Effective January 1, 2014
These acts recast and recodify the Davis-Stirling Common Interest Development Act by repealing California Civil Code, Title 6, Part 4, Division 2 and establishing California Civil Code, Part 5, Division 4, and related cross-references in other statutes, pursuant to recommendations from the California Law Revision Commission.
These acts, among other changes, are intended to have the governing statutes be more logical, organized and easier for homeowners and volunteer board members to navigate and provide guidance on the general supremacy of the law over governing documents and the relative authority of different types of governing documents.
Effective January 1, 2014
This act repeals the Beverly-Killea Limited Liability Company Act and enacts the California Revised Uniform Limited Liability Company Act, affecting the formation and operation of limited liability companies. However, this act does not require existing limited liability companies to submit any new filings.

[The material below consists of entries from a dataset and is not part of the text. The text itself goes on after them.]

use std::error::Error;

use clap::{Args, Parser, Subcommand, ValueEnum};
use engine::{AllocationFilter, AllocationKind, Engine, Money, Vehicle};
use migration::MigratorTrait;
use sea_orm::{Database, DatabaseConnection};

#[derive(Parser, Debug)]
#[command(name = "fleet_admin")]
#[command(about = "Admin utilities for the fleet budget ledger (bootstrap accounts/vehicles/allocations)")]
struct Cli {
    /// Database connection string (also read from `DATABASE_URL`).
    #[arg(
        long,
        env = "DATABASE_URL",
        default_value = "sqlite:./fleet_ledger.db?mode=rwc"
    )]
    database_url: String,

    #[command(subcommand)]
    command: Command,
}

#[derive(Subcommand, Debug)]
enum Command {
    /// Apply pending migrations and exit.
    Migrate,
    Account(Account),
    Vehicle(VehicleCmd),
    Allocation(Allocation),
    /// Rebuild the executed amount of every active allocation of a year.
    Recompute(RecomputeArgs),
}

#[derive(Args, Debug)]
struct Account {
    #[command(subcommand)]
    command: AccountCommand,
}

#[derive(Subcommand, Debug)]
enum AccountCommand {
    Create(AccountCreateArgs),
    List,
}

#[derive(Args, Debug)]
struct AccountCreateArgs {
    #[arg(long)]
    code: String,
    #[arg(long)]
    name: String,
    #[arg(long)]
    description: Option<String>,
}

#[derive(Args, Debug)]
struct VehicleCmd {
    #[command(subcommand)]
    command: VehicleCommand,
}

#[derive(Subcommand, Debug)]
enum VehicleCommand {
    Create(VehicleCreateArgs),
}

#[derive(Args, Debug)]
struct VehicleCreateArgs {
    #[arg(long)]
    plate: String,
    #[arg(long)]
    brand: String,
    #[arg(long)]
    model: String,
    #[arg(long, default_value_t = 0)]
    odometer_km: i64,
    #[arg(long)]
    service_interval_km: Option<i64>,
}

#[derive(Args, Debug)]
struct Allocation {
    #[command(subcommand)]
    command: AllocationCommand,
}

#[derive(Subcommand, Debug)]
enum AllocationCommand {
    Create(AllocationCreateArgs),
    List(AllocationListArgs),
}

#[derive(Clone, Copy, Debug, ValueEnum)]
enum KindArg {
    Preventive,
    Operational,
}

impl From<KindArg> for AllocationKind {
    fn from(value: KindArg) -> Self {
        match value {
            KindArg::Preventive => AllocationKind::Preventive,
            KindArg::Operational => AllocationKind::Operational,
        }
    }
}

#[derive(Args, Debug)]
struct AllocationCreateArgs {
    #[arg(long)]
    year: i32,
    #[arg(long)]
    account: String,
    /// Omit for the general allocation of the account.
    #[arg(long)]
    vehicle: Option<String>,
    #[arg(long, value_enum, default_value = "operational")]
    kind: KindArg,
    /// Assigned amount, e.g. `1000000.00`.
    #[arg(long, value_parser = parse_money)]
    assigned: Money,
}

#[derive(Args, Debug)]
struct AllocationListArgs {
    #[arg(long)]
    year: Option<i32>,
    #[arg(long)]
    include_disabled: bool,
}

#[derive(Args, Debug)]
struct RecomputeArgs {
    #[arg(long)]
    year: i32,
}

fn parse_money(raw: &str) -> Result<Money, String> {
    raw.parse::<Money>().map_err(|err| err.to_string())
}

async fn connect_db(
    database_url: &str,
) -> Result<DatabaseConnection, Box<dyn Error + Send + Sync>> {
    let db = Database::connect(database_url).await?;
    migration::Migrator::up(&db, None).await?;
    Ok(db)
}

#[tokio::main]
async fn main() -> Result<(), Box<dyn Error + Send + Sync>> {
    let cli = Cli::parse();

    let db = connect_db(&cli.database_url).await?;
    let engine = Engine::builder().database(db).build().await?;

    match cli.command {
        Command::Migrate => println!("database is up to date"),
        Command::Account(Account {
            command: AccountCommand::Create(args),
        }) => {
            let account = engine
                .create_account(&args.code, &args.name, args.description.as_deref())
                .await?;
            println!("created account: {} ({})", account.code, account.name);
        }
        Command::Account(Account {
            command: AccountCommand::List,
        }) => {
            for account in engine.accounts().await? {
                println!("{}\t{}", account.code, account.name);
            }
        }
        Command::Vehicle(VehicleCmd {
            command: VehicleCommand::Create(args),
        }) => {
            let mut vehicle = Vehicle::new(&args.plate, &args.brand, &args.model, args.odometer_km)?;
            if let Some(km) = args.service_interval_km {
                vehicle = vehicle.with_service_interval(km);
            }
            let vehicle = engine.create_vehicle(vehicle).await?;
            println!("created vehicle: {}", vehicle.plate);
        }
        Command::Allocation(Allocation {
            command: AllocationCommand::Create(args),
        }) => {
            let allocation = engine
                .create_allocation(
                    args.year,
                    &args.account,
                    args.vehicle.as_deref(),
                    args.kind.into(),
                    args.assigned,
                )
                .await?;
            println!(
                "created allocation: {} (executed {}, available {})",
                allocation.id,
                allocation.executed(),
                allocation.available()
            );
        }
        Command::Allocation(Allocation {
            command: AllocationCommand::List(args),
        }) => {
            let mut filter = AllocationFilter::default();
            if let Some(year) = args.year {
                filter = filter.year(year);
            }
            if args.include_disabled {
                filter = filter.include_disabled();
            }
            let report = engine.allocation_report(&filter).await?;
            for allocation in &report.allocations {
                println!(
                    "{}\t{}\t{}\t{}\t{}\t{}",
                    allocation.id,
                    allocation.year,
                    allocation.account_code,
                    allocation.vehicle_plate.as_deref().unwrap_or("general"),
                    allocation.assigned,
                    allocation.executed()
                );
            }
            println!(
                "total assigned {}, executed {}, available {}",
                report.total_assigned, report.total_executed, report.total_available
            );
        }
        Command::Recompute(args) => {
            let recomputed = engine.recompute_year(args.year).await?;
            for entry in &recomputed {
                println!(
                    "{}\texecuted {}\tavailable {}",
                    entry.allocation_id, entry.executed, entry.available
                );
            }
            println!("recomputed {} allocation(s)", recomputed.len());
        }
    }

    Ok(())
}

This act provides that an individual who signs specified records affirms under penalty of perjury that the information in the record is accurate.

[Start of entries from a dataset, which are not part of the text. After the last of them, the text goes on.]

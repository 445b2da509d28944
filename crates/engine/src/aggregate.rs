//! Expense aggregation.
//!
//! Sums the records of the four expense sources that fall inside an
//! allocation scope. Aggregation is a full recomputation from the records it
//! is given; there is no incremental state, so the same inputs always yield
//! the same executed amount.

use serde::{Deserialize, Serialize};

use crate::{
    AllocationKind, EngineError, FuelPurchase, MaintenanceEvent, Money, RentalContract,
    ResultEngine,
    maintenance::{MaintenanceKind, MaintenanceState},
    purchase_orders::ResolvedPurchaseOrder,
    rentals::RentalState,
    util::budget_year,
};

/// The `(year, account, vehicle-or-general, kind)` tuple an allocation covers.
#[derive(Clone, Debug, PartialEq, Eq, Hash, Serialize, Deserialize)]
pub struct AllocationScope {
    pub year: i32,
    pub account_code: String,
    pub vehicle_plate: Option<String>,
    pub kind: AllocationKind,
}

impl AllocationScope {
    fn matches(&self, year: i32, account: Option<&str>, vehicle: Option<&str>) -> bool {
        if year != self.year || account != Some(self.account_code.as_str()) {
            return false;
        }
        match self.vehicle_plate.as_deref() {
            Some(plate) => vehicle == Some(plate),
            None => true,
        }
    }

    /// `true` when a record with ledger key `key` can count toward this
    /// scope. Kind filtering is left to the aggregation itself.
    pub fn covers(&self, key: &LedgerKey) -> bool {
        self.matches(
            key.year,
            Some(key.account_code.as_str()),
            key.vehicle_plate.as_deref(),
        )
    }
}

/// Where an expense record lands in the ledger: the year of its date, its
/// account and the vehicle it is attributed to.
#[derive(Clone, Debug, PartialEq, Eq, Hash)]
pub struct LedgerKey {
    pub year: i32,
    pub account_code: String,
    pub vehicle_plate: Option<String>,
}

/// Records loaded for one aggregation pass.
#[derive(Clone, Debug, Default)]
pub struct ExpenseSources {
    pub maintenance: Vec<MaintenanceEvent>,
    pub fuel: Vec<FuelPurchase>,
    pub rentals: Vec<RentalContract>,
    pub purchase_orders: Vec<ResolvedPurchaseOrder>,
}

/// Executed amount split by source.
#[derive(Clone, Copy, Debug, Default, PartialEq, Eq, Serialize, Deserialize)]
pub struct ExecutionBreakdown {
    pub maintenance: Money,
    pub fuel: Money,
    pub rentals: Money,
    pub purchase_orders: Money,
}

impl ExecutionBreakdown {
    /// Sum of the four sources. Fails with `InvalidAmount` on overflow.
    pub fn total(&self) -> ResultEngine<Money> {
        checked_total(
            "executed",
            [self.maintenance, self.fuel, self.rentals, self.purchase_orders],
        )
    }
}

pub(crate) fn checked_total<I>(what: &str, amounts: I) -> ResultEngine<Money>
where
    I: IntoIterator<Item = Money>,
{
    Money::checked_sum(amounts)
        .ok_or_else(|| EngineError::InvalidAmount(format!("{what} amount overflow")))
}

/// Computes the executed amount of `scope` over `sources`.
///
/// Fails with `InvalidAmount` when a per-source sum overflows.
pub fn aggregate(
    scope: &AllocationScope,
    sources: &ExpenseSources,
) -> ResultEngine<ExecutionBreakdown> {
    let maintenance = sources
        .maintenance
        .iter()
        .filter(|event| event.state == MaintenanceState::Finalized)
        .filter(|event| {
            scope.kind != AllocationKind::Preventive || event.kind == MaintenanceKind::Preventive
        })
        .filter(|event| {
            scope.matches(
                budget_year(event.entry_date),
                event.account_code.as_deref(),
                Some(event.vehicle_plate.as_str()),
            )
        })
        .map(MaintenanceEvent::total_real_cost);

    let fuel = sources
        .fuel
        .iter()
        .filter(|purchase| {
            scope.matches(
                budget_year(purchase.date),
                purchase.account_code.as_deref(),
                Some(purchase.vehicle_plate.as_str()),
            )
        })
        .map(|purchase| purchase.total_cost);

    let rentals = sources
        .rentals
        .iter()
        .filter(|rental| rental.state == RentalState::Active)
        .filter(|rental| {
            scope.matches(
                budget_year(rental.start_date),
                rental.account_code.as_deref(),
                rental.replaced_vehicle.as_deref(),
            )
        })
        .map(RentalContract::total_cost);

    let purchase_orders = sources
        .purchase_orders
        .iter()
        .filter(|resolved| !resolved.order.is_voided())
        .filter(|resolved| {
            scope.matches(
                budget_year(resolved.order.issued_on),
                resolved.order.account_code.as_deref(),
                resolved.vehicle_plate.as_deref(),
            )
        })
        .map(|resolved| resolved.order.amount_total);

    Ok(ExecutionBreakdown {
        maintenance: checked_total("maintenance", maintenance)?,
        fuel: checked_total("fuel", fuel)?,
        rentals: checked_total("rental", rentals)?,
        purchase_orders: checked_total("purchase order", purchase_orders)?,
    })
}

This act changes the name availability requirement for a limited liability company to provide that the name be "distinguishable in the records" of the Secretary of State but not misleading.
This act also requires requests for limited liability company name reservations and transfers of name reservations to be made in writing, although name availability inquiries (not actual name reservations) through the Prepay Priority Telephone Service will still be available.

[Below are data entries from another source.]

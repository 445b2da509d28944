use sea_orm::Database;
use sea_orm_migration::prelude::*;

#[tokio::main]
async fn main() -> Result<(), Box<dyn std::error::Error + Send + Sync>> {
    let mut args = std::env::args().skip(1);
    let cmd = args.next().unwrap_or_else(|| "up".to_string());

    let db_url = std::env::var("DATABASE_URL")
        .unwrap_or_else(|_| "sqlite:./fleet_ledger.db?mode=rwc".to_string());

    let db = Database::connect(&db_url).await?;

    match cmd.as_str() {
        "up" => migration::Migrator::up(&db, None).await?,
        "down" => migration::Migrator::down(&db, None).await?,
        "fresh" => migration::Migrator::fresh(&db).await?,
        "status" => {
            migration::Migrator::status(&db).await?;
        }
        _ => {
            eprintln!("Usage: cargo run -p migration -- [up|down|fresh|status]");
            std::process::exit(2);
        }
    }

    Ok(())
}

Victims of Corporate Fraud Compensation Fund
This act applies to Victims of Corporate Fraud Compensation Fund applications filed on and after January 1, 2013 and codifies into the California Corporations Code (Sections 1502, 2117 and 2280 et seq.) specific sections of the California Code of Regulations currently governing the Victims of Corporate Fraud Compensation Fund (Chapter 12, Title 7, Sections 22500, et seq.). This act repeals California Corporations Code 1502.5.
This act requires individual applicants to have resided in California at the time of the fraud, reduces the documentary requirements for many applicants, and shifts providing the judgment debtor corporation with notice of the application to the Secretary of State rather than the applicant.
This act shortens the time for the Victims of Corporate Fraud Compensation Fund to render a decision to within 90 days of completion of the application and increases the maximum award amount from $20,000 per transaction to $50,000 for any one applicant per single judgment.
This act requires the Secretary of State, in the event that the Victims of Corporate Fraud Compensation Fund is completely exhausted, to pay out on applications as the Victims of Corporate Fraud Compensation Fund is replenished in the order of award date including specified accrued interest.
This act expands the obligation for a notary public to obtain the thumbprint of a party signing a deed, quitclaim deed, deed of trust affecting real property or a power of attorney document to include a party signing any other document affecting real property, except for a trustee's deed resulting from a decree of foreclosure or a nonjudicial foreclosure pursuant to Civil Code section 2924, or a deed of reconveyance.
This act expands existing prohibitions on the use of a proof of execution by a subscribing witness for a power of attorney, grant deed, mortgage, deed of trust, quitclaim deed, security agreement or any instrument that requires a notary public to obtain a thumbprint in the notary public's official journal to include any other document affecting real property except proof of execution of a trustee's deed resulting from a decree of foreclosure or a nonjudicial foreclosure pursuant to Civil Code section 2924, or a deed of reconveyance.
The Secretary of State established new Notary Public Disciplinary Guidelines to assist administrative law judges, attorneys, notaries public, notary public applicants, and others involved in the disciplinary process, which became effective November 16, 2012.